SOURCE DATA =>

※

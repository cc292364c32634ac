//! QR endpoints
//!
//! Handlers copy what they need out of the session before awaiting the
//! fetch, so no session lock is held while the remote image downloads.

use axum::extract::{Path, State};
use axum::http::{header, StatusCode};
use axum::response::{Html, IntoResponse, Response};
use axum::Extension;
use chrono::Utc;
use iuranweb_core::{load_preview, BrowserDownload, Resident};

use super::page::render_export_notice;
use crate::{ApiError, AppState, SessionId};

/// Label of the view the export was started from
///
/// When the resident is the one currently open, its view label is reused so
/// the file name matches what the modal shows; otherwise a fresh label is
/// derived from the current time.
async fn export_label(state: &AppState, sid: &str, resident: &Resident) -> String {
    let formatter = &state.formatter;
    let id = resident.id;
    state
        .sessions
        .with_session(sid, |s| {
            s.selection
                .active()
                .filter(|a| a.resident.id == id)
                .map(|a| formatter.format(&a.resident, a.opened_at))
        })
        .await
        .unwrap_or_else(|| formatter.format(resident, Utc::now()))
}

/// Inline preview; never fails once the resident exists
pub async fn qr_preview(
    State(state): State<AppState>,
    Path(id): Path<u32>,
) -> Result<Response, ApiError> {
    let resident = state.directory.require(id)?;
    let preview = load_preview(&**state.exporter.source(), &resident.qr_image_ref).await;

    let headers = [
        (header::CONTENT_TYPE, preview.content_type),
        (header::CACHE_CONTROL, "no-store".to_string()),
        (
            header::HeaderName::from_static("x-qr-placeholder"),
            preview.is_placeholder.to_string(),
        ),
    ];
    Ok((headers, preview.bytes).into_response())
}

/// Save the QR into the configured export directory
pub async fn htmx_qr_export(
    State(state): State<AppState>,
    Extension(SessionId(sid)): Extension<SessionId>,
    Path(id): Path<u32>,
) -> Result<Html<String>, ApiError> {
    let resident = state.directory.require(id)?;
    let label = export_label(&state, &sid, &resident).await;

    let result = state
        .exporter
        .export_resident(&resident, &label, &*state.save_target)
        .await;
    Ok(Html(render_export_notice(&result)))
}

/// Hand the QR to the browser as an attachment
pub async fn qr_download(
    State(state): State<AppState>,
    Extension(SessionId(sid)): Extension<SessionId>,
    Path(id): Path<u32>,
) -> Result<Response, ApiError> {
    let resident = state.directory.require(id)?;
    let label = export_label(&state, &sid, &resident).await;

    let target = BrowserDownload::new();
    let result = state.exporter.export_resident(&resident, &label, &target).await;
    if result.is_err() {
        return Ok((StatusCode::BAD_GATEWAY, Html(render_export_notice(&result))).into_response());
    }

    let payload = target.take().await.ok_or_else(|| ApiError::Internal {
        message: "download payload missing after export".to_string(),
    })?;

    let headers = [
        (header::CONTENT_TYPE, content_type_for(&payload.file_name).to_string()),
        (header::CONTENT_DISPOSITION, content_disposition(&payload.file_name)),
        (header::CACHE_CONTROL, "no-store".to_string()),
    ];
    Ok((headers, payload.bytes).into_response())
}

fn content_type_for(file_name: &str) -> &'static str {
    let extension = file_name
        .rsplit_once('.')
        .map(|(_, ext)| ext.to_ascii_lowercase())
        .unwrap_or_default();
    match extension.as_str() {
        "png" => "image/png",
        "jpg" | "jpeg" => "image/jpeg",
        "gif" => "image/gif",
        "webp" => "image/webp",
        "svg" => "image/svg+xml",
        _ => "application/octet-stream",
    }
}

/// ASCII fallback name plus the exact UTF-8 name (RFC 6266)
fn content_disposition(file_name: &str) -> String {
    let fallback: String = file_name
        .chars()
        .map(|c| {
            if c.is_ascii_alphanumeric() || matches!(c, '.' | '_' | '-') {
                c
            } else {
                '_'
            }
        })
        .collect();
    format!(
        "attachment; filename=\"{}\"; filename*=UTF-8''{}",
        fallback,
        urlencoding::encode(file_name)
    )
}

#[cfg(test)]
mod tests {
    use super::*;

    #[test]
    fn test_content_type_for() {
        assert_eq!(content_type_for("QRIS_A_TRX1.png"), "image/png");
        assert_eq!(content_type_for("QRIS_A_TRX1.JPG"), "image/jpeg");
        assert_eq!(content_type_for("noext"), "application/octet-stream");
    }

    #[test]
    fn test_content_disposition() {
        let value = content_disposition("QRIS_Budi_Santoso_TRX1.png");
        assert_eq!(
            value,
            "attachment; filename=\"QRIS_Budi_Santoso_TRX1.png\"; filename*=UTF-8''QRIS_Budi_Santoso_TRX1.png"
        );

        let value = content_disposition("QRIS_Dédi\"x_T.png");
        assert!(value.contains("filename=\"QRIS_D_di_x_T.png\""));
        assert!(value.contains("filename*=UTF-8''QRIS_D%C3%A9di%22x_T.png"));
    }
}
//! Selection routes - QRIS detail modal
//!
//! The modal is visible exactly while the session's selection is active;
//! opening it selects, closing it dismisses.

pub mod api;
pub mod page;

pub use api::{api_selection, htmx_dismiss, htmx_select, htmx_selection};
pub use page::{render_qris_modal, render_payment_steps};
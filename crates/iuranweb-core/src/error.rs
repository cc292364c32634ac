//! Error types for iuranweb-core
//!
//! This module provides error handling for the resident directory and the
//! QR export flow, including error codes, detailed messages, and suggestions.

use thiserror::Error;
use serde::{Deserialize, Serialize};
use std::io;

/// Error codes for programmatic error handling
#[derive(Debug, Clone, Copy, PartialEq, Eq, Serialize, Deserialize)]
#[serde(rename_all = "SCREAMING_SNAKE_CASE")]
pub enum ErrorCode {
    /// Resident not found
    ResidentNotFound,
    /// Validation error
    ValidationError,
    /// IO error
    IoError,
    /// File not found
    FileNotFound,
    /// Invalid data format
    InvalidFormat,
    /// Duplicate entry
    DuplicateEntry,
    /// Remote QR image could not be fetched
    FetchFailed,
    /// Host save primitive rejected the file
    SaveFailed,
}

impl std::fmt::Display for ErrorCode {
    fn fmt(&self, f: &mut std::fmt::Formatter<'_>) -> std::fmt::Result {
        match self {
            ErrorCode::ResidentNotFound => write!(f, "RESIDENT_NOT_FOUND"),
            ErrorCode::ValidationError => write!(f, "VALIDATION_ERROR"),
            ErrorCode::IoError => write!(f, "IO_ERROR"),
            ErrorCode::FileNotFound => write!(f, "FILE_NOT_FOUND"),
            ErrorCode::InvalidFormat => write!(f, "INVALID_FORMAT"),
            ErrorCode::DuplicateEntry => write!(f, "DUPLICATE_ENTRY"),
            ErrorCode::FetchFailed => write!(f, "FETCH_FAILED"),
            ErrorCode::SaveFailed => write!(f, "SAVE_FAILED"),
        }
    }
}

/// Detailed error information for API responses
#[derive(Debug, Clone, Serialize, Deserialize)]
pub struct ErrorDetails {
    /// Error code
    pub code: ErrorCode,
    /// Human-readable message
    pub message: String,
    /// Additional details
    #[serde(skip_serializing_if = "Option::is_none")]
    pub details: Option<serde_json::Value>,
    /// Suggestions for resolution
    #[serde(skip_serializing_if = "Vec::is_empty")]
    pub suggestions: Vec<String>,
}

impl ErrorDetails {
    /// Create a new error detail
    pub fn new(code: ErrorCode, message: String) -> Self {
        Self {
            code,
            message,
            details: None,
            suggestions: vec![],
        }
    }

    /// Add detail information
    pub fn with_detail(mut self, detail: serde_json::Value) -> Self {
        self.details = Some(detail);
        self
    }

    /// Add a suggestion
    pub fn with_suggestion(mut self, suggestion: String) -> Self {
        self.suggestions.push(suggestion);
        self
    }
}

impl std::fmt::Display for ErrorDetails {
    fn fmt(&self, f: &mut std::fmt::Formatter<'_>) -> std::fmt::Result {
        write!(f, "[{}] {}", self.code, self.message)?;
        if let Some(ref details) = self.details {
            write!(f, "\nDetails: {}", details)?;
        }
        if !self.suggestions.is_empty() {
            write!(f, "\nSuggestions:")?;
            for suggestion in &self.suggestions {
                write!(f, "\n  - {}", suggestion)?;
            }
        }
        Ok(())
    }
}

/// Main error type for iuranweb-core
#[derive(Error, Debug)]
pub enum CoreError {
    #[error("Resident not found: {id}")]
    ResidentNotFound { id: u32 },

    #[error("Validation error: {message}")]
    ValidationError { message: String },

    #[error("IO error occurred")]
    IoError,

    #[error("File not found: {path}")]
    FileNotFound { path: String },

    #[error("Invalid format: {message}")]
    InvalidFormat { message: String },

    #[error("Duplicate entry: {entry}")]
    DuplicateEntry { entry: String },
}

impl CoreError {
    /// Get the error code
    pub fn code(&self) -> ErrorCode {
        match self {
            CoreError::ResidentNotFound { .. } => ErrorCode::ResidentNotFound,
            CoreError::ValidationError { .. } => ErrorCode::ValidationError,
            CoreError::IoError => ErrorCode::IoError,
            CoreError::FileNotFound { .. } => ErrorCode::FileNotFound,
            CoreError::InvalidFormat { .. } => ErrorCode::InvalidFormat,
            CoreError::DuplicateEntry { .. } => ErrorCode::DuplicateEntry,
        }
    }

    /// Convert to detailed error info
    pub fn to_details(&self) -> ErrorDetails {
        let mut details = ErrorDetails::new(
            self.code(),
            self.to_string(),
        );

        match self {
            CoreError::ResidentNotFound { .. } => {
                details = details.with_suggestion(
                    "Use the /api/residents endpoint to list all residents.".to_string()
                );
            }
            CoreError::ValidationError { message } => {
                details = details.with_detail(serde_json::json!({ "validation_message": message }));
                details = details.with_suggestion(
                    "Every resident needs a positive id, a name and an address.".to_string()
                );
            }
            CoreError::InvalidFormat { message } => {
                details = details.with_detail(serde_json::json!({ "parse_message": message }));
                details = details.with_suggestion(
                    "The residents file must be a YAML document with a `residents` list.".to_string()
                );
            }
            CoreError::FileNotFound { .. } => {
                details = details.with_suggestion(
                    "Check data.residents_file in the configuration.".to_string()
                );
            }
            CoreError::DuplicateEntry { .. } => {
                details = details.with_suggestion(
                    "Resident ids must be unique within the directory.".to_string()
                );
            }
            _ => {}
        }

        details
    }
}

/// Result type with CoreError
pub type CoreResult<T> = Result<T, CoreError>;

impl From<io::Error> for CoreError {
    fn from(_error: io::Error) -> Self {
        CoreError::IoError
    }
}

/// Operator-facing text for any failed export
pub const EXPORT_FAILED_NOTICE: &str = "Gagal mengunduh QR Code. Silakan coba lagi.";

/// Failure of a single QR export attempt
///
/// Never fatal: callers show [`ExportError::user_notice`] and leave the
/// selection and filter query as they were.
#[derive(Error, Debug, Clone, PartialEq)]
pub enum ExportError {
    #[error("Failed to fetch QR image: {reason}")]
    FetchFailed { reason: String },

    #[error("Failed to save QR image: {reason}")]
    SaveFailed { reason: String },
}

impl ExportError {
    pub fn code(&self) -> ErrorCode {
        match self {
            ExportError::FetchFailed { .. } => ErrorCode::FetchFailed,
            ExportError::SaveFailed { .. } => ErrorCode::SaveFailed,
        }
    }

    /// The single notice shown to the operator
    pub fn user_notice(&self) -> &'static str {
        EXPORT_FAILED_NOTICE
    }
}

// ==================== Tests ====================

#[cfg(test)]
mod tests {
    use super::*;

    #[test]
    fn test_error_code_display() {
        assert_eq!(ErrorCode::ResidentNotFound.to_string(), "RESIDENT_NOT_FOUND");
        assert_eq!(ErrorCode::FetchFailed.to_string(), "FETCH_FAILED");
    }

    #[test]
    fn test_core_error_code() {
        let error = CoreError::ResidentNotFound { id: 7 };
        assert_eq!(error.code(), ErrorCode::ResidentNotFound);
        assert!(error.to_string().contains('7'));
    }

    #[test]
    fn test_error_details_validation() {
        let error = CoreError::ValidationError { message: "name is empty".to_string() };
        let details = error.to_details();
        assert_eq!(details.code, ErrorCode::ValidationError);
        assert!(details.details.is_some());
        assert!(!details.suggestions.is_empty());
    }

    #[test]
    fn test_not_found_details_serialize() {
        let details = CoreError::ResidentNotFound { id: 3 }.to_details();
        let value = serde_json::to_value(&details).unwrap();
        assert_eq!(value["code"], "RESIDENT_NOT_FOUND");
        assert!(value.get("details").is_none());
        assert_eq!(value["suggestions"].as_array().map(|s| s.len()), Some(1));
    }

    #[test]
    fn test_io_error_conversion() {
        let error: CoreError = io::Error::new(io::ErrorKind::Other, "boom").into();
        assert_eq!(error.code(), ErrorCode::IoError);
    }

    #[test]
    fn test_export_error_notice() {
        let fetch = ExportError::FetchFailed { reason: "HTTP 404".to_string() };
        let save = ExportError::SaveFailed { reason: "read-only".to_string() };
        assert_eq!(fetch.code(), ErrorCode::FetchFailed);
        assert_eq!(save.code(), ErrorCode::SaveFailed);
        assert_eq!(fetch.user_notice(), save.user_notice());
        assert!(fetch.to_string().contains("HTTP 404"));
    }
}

※

Respond with only the number of lines in the data that include the string "while".

COMPLETED EXERCISE => 2